Mesmero n'attend pas : il ordonne à ses troupes de capturer Erik le Rouge dans l'objectif évident de l'exécuter. Mais le gaillard a du répondant et ne se laisse pas malmener sans riposter : il élimine les séides du maître de l'hypnose les uns après les autres, et finit par réussir à approcher celui qui l'a condamné un peu rapidement. Lors du combat, un rayon d'énergie d'Erik endommage le plafond du repaire de la Confrérie des mauvais mutants. Son impact est plus destructeur que veut bien le croire Mesmero...
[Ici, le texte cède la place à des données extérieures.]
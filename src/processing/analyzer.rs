//! Analysis engine: tokenizes both documents once and assembles the
//! comparison, keyword and seniority results into one [`AnalysisResult`]

use crate::config::Config;
use crate::processing::comparator::{CategoryBreakdown, CategoryComparator};
use crate::processing::keywords::{rank_keywords, KeywordCount, KeywordExtractor};
use crate::processing::seniority::{SeniorityDetector, SeniorityScore};
use crate::processing::tokenizer::{TokenSequence, Tokenizer, TokenizerOptions};
use crate::taxonomy::{LevelSignals, Taxonomy};
use log::{debug, info};
use serde::{Deserialize, Serialize};
use std::collections::BTreeMap;
use std::fmt;
use std::sync::Arc;

pub const DEFAULT_TOP_KEYWORDS: usize = 20;
pub const DEFAULT_RECOMMENDATION_LIMIT: usize = 5;

#[derive(Debug, Clone, Serialize, Deserialize)]
pub struct AnalysisOptions {
    pub top_keywords: usize,
    pub recommendation_limit: usize,
    pub tokenizer: TokenizerOptions,
}

impl Default for AnalysisOptions {
    fn default() -> Self {
        Self {
            top_keywords: DEFAULT_TOP_KEYWORDS,
            recommendation_limit: DEFAULT_RECOMMENDATION_LIMIT,
            tokenizer: TokenizerOptions::default(),
        }
    }
}

impl From<&Config> for AnalysisOptions {
    fn from(config: &Config) -> Self {
        Self {
            top_keywords: config.matching.top_keywords,
            recommendation_limit: config.matching.recommendation_limit,
            tokenizer: TokenizerOptions {
                short_token_allowlist: config.matching.short_token_allowlist.clone(),
                default_language: config.matching.default_language.clone(),
            },
        }
    }
}

/// Qualitative band for the overall score.
#[derive(Debug, Clone, Copy, PartialEq, Eq, Serialize, Deserialize)]
#[serde(rename_all = "lowercase")]
pub enum MatchVerdict {
    Excellent,
    Good,
    Partial,
    Low,
}

impl MatchVerdict {
    pub fn from_score(score: f64) -> Self {
        if score >= 90.0 {
            MatchVerdict::Excellent
        } else if score >= 70.0 {
            MatchVerdict::Good
        } else if score >= 50.0 {
            MatchVerdict::Partial
        } else {
            MatchVerdict::Low
        }
    }

    pub fn description(&self) -> &'static str {
        match self {
            MatchVerdict::Excellent => "Excellent match: strong overlap across core skills.",
            MatchVerdict::Good => "Good match: solid overlap with a few areas to improve.",
            MatchVerdict::Partial => "Partial match: several gaps to address for a better fit.",
            MatchVerdict::Low => "Low alignment: consider tailoring your CV toward the role.",
        }
    }
}

impl fmt::Display for MatchVerdict {
    fn fmt(&self, f: &mut fmt::Formatter<'_>) -> fmt::Result {
        f.write_str(self.description())
    }
}

/// Keywords found in one document.
#[derive(Debug, Clone, PartialEq, Serialize, Deserialize)]
pub struct KeywordSummary {
    /// The most frequent skills, capped at the configured count.
    pub top: Vec<String>,
    /// Every distinct skill in ranked order.
    pub all: Vec<String>,
    pub counts: Vec<KeywordCount>,
    pub language: String,
}

impl KeywordSummary {
    fn from_sequence(sequence: &TokenSequence, top_n: usize) -> Self {
        let counts = rank_keywords(&sequence.tokens);
        let all: Vec<String> = counts.iter().map(|k| k.keyword.clone()).collect();
        Self {
            top: all.iter().take(top_n).cloned().collect(),
            all,
            counts,
            language: sequence.language.clone(),
        }
    }
}

#[derive(Debug, Clone, PartialEq, Serialize, Deserialize)]
pub struct AnalysisResult {
    /// Overall match percentage, 0-100 with two decimals.
    pub match_percent: f64,
    pub categories: Vec<CategoryBreakdown>,
    pub category_scores: BTreeMap<String, f64>,
    pub matched_keywords: Vec<String>,
    pub missing_keywords: Vec<String>,
    pub extra_keywords: Vec<String>,
    pub cv_keywords: KeywordSummary,
    pub jd_keywords: KeywordSummary,
    pub cv_level: SeniorityScore,
    pub jd_level: SeniorityScore,
    pub verdict: MatchVerdict,
    pub result_text: String,
    pub recommendations: Vec<String>,
}

impl AnalysisResult {
    pub fn has_skills(&self) -> bool {
        !self.cv_keywords.all.is_empty() || !self.jd_keywords.all.is_empty()
    }
}

/// One suggestion per missing keyword, in sorted order.
pub fn build_recommendations(missing_keywords: &[String], limit: usize) -> Vec<String> {
    missing_keywords
        .iter()
        .take(limit)
        .map(|kw| format!("Add or highlight experience with {}.", kw))
        .collect()
}

/// Main analysis engine. Built once from the taxonomy and level signals,
/// then shared read-only across any number of concurrent analyses.
pub struct AnalysisEngine {
    taxonomy: Arc<Taxonomy>,
    tokenizer: Tokenizer,
    detector: SeniorityDetector,
    options: AnalysisOptions,
}

impl AnalysisEngine {
    pub fn new(taxonomy: Taxonomy, signals: LevelSignals, options: AnalysisOptions) -> Self {
        let taxonomy = Arc::new(taxonomy);
        let tokenizer = Tokenizer::with_options(Arc::clone(&taxonomy), options.tokenizer.clone());
        info!(
            "Analysis engine ready: {} skills, {} phrase patterns, {} seniority signals",
            taxonomy.skill_count(),
            tokenizer.phrases().len(),
            signals.len()
        );
        Self {
            taxonomy,
            tokenizer,
            detector: SeniorityDetector::new(signals),
            options,
        }
    }

    /// Build the engine from the configured sources. Missing or corrupt
    /// sources yield an engine that reports zero matches.
    pub fn from_config(config: &Config) -> Self {
        let taxonomy = Taxonomy::load_or_empty(&config.sources.taxonomy_path);
        let signals = LevelSignals::load_or_empty(&config.sources.level_signals_path);
        Self::new(taxonomy, signals, AnalysisOptions::from(config))
    }

    pub fn taxonomy(&self) -> &Taxonomy {
        &self.taxonomy
    }

    pub fn tokenizer(&self) -> &Tokenizer {
        &self.tokenizer
    }

    pub fn detector(&self) -> &SeniorityDetector {
        &self.detector
    }

    pub fn options(&self) -> &AnalysisOptions {
        &self.options
    }

    /// Ranked skill counts for a single document, capped at the
    /// configured keyword count.
    pub fn extract_keywords(&self, text: &str) -> Vec<KeywordCount> {
        let (_, mut counts) = KeywordExtractor::new(&self.tokenizer).extract_all_keywords(text);
        counts.truncate(self.options.top_keywords);
        counts
    }

    /// Compare a resume against a job description. Both texts may be empty.
    pub fn analyze(&self, cv_text: &str, jd_text: &str) -> AnalysisResult {
        let cv_tokens = self.tokenizer.tokenize(cv_text, None);
        let jd_tokens = self.tokenizer.tokenize(jd_text, None);
        debug!(
            "Resume: {} skill tokens ({}), job description: {} skill tokens ({})",
            cv_tokens.len(),
            cv_tokens.language,
            jd_tokens.len(),
            jd_tokens.language
        );

        let comparison =
            CategoryComparator::new(&self.taxonomy).compare(&cv_tokens.tokens, &jd_tokens.tokens);

        let verdict = MatchVerdict::from_score(comparison.overall);
        let recommendations =
            build_recommendations(&comparison.missing_keywords, self.options.recommendation_limit);

        AnalysisResult {
            match_percent: comparison.overall,
            categories: comparison.categories,
            category_scores: comparison.category_scores,
            matched_keywords: comparison.matched_keywords,
            missing_keywords: comparison.missing_keywords,
            extra_keywords: comparison.extra_keywords,
            cv_keywords: KeywordSummary::from_sequence(&cv_tokens, self.options.top_keywords),
            jd_keywords: KeywordSummary::from_sequence(&jd_tokens, self.options.top_keywords),
            cv_level: self.detector.detect(cv_text),
            jd_level: self.detector.detect(jd_text),
            verdict,
            result_text: verdict.description().to_string(),
            recommendations,
        }
    }
}
//! Index-based arena for the per-locus de Bruijn graph.
//!
//! The graph is inherently cyclic, so nodes live in a flat arena and refer
//! to each other by integer id: a content-keyed map resolves each distinct
//! k-mer to its node, and edges are adjacency lists of ids. The whole arena
//! is scoped to one assembly locus and discarded on flush.

use ahash::AHashMap;

/// Arena index of a k-mer node.
pub type NodeId = usize;

/// Directed edge between consecutive k-mers of at least one read.
#[derive(Debug, Clone, Copy, PartialEq, Eq)]
pub struct KmerEdge {
    /// Target node id.
    pub to: NodeId,
    /// Number of read traversals supporting this edge.
    pub weight: u64,
}

/// One distinct k-mer and everything observed about it.
#[derive(Debug, Clone)]
pub struct KmerNode {
    /// The k bases identifying this node.
    pub kmer: Vec<u8>,
    /// Number of read k-mer instances collapsed into this node.
    pub weight: u64,
    /// Accumulated quality per k-mer offset, summed over all instances.
    pub qual: Vec<u32>,
    /// Longest anchored (aligned) prefix observed across instances; 0 means
    /// the k-mer was only ever seen in novel sequence.
    pub anchored: usize,
    /// Distinct evidence ordinals that contributed an instance.
    pub support: Vec<u32>,
    /// Outgoing edges.
    pub edges: Vec<KmerEdge>,
}

impl KmerNode {
    fn new(kmer: &[u8]) -> Self {
        Self {
            kmer: kmer.to_vec(),
            weight: 0,
            qual: vec![0; kmer.len()],
            anchored: 0,
            support: Vec::new(),
            edges: Vec::new(),
        }
    }

    /// Quality accumulated at the last offset (the base this node appends
    /// when a path is collapsed).
    #[must_use]
    pub fn last_qual(&self) -> u32 {
        *self.qual.last().unwrap_or(&0)
    }
}

/// De Bruijn graph over the evidence of a single locus.
#[derive(Debug)]
pub struct KmerGraph {
    k: usize,
    nodes: Vec<KmerNode>,
    index: AHashMap<Vec<u8>, NodeId>,
}

impl KmerGraph {
    /// Create an empty graph for k-mers of length `k`.
    #[must_use]
    pub fn new(k: usize) -> Self {
        Self { k, nodes: Vec::new(), index: AHashMap::new() }
    }

    /// K-mer length.
    #[must_use]
    pub fn k(&self) -> usize {
        self.k
    }

    /// Number of distinct k-mers.
    #[must_use]
    pub fn len(&self) -> usize {
        self.nodes.len()
    }

    /// True if no k-mers have been inserted.
    #[must_use]
    pub fn is_empty(&self) -> bool {
        self.nodes.is_empty()
    }

    /// Node by id.
    #[must_use]
    pub fn node(&self, id: NodeId) -> &KmerNode {
        &self.nodes[id]
    }

    /// Resolve a k-mer to its node id, inserting a fresh node if absent.
    pub fn get_or_insert(&mut self, kmer: &[u8]) -> NodeId {
        debug_assert_eq!(kmer.len(), self.k);
        if let Some(&id) = self.index.get(kmer) {
            return id;
        }
        let id = self.nodes.len();
        self.nodes.push(KmerNode::new(kmer));
        self.index.insert(kmer.to_vec(), id);
        id
    }

    /// Record one instance of a k-mer: support weight, per-offset quality,
    /// anchored-prefix length, and the contributing evidence ordinal.
    pub fn observe(
        &mut self,
        id: NodeId,
        quals: &[u8],
        anchored_prefix: usize,
        evidence_ordinal: u32,
    ) {
        debug_assert_eq!(quals.len(), self.k);
        let node = &mut self.nodes[id];
        node.weight += 1;
        for (acc, &q) in node.qual.iter_mut().zip(quals) {
            *acc += u32::from(q);
        }
        node.anchored = node.anchored.max(anchored_prefix);
        // Ordinals arrive in non-decreasing order, one record at a time, so
        // a last-element check is enough to keep the list deduplicated.
        if node.support.last() != Some(&evidence_ordinal) {
            node.support.push(evidence_ordinal);
        }
    }

    /// Record a read traversal from `from` to `to`, creating the edge on
    /// first use.
    pub fn add_edge(&mut self, from: NodeId, to: NodeId) {
        let edges = &mut self.nodes[from].edges;
        if let Some(edge) = edges.iter_mut().find(|e| e.to == to) {
            edge.weight += 1;
        } else {
            edges.push(KmerEdge { to, weight: 1 });
        }
    }

    /// Iterate over all node ids.
    pub fn node_ids(&self) -> impl Iterator<Item = NodeId> + '_ {
        0..self.nodes.len()
    }
}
C'est donc la dernière fournée de numéros de "X-Men" ; la série a vivoté pendant huit petites années, mais le couperet de Stan Lee (1922-2018) a fini par tomber. Alors oui, il y eut d'autres apparitions de l'équipe entre 1972 et 1975, mais en tant qu'invitée dans d'autres titres ("The Avengers", "The Defenders", "The Incredible Hulk"...). Il ne s'agit pas de n'importe quel lot d'épisodes. Tout n'est pas du même niveau ; les premiers numéros de l'année engendrent l'indifférence, voire l'ennui. Mais Thomas, Adams, et Palmer signent un chapelet de numéros captivants, qui creuse un incroyable abysse qualitatif avec le niveau auquel la série était habituée jusque là. Ce trio produit huit numéros fabuleux, les #56-63, d'une étoffe proche de ce qu'écrira Chris Claremont. Comme requinqué par le travail d'Adams et Palmer, Thomas écrit là les pages les meilleures, les plus sombres de la série. En vrac : des forces sont à l'œuvre pour discréditer les mutants (le "problème mutant" revient au centre des débats), les Sentinelles sont réactivées (elles se rebiffent ! Les créations de l'homme devant assurer sa sécurité échappent à son contrôle !), c'est dans ces pages que sont créés Karl Lykos et Sauron, et pour finir, les X-Men rencontrent les mutants de la terre Sauvage (on retrouve le thème de l'expérimentation médicale, cher à la franchise). Le reste ne vaut pas qu'on en parle plus longuement. On peut encore gloser, plus de cinquante ans plus tard, sur les origines de l'échec commercial de "X-Men" : la plupart des séries Marvel de l'époque n'étaient pas toujours meilleures (sauf "Amazing Spider-Man" et "Fantastic Four"), mais ont réussi à éviter l'annulation. De plus, "X-Men" a bénéficié (trop tard) du travail de Thomas, Jim Steranko, ou Adams. Peut-être que les lecteurs, fatigués par les manifestations de 1968, ne voulaient plus en entendre parler et que la métaphore avec les mutants était trop flagrante. Oui, on peut effectivement se demander si Thomas et Adams n'avaient pas quelques années d'avance lorsqu'ils ont offert à cette série ce qu'elle a connu de meilleur. Pour terminer, notons que ce tome fut réédité en septembre 2014, avec une couverture différente.
La partie graphique reflète également le choc dû au changement d'équipe artistique. Heck et Roth se succèdent au poste d'illustrateur, sans apporter aucune impulsion au titre. Le #53 est aussi le premier numéro complet de Windsor-Smith pour Marvel. L'influence de Kirby sur cet artiste âgé de dix-neuf ans est flagrante, rien ne laisse présager l'artiste qu'il deviendra. Et puis arrive Adams. Il n'a pas encore trente ans, mais donne l'impression de totalement maîtriser son art : ce réalisme du trait, avec un rendu plus tranchant, plus dur, plus adulte que chez ses collègues, cette expressivité du désespoir, de la colère, de la haine et de la souffrance, cette mise en page cinématographique novatrice (cf. #57, planche nº12), son art du mouvement, du plan, de la perspective. Palmer est un encreur talentueux, soigneux, respectueux.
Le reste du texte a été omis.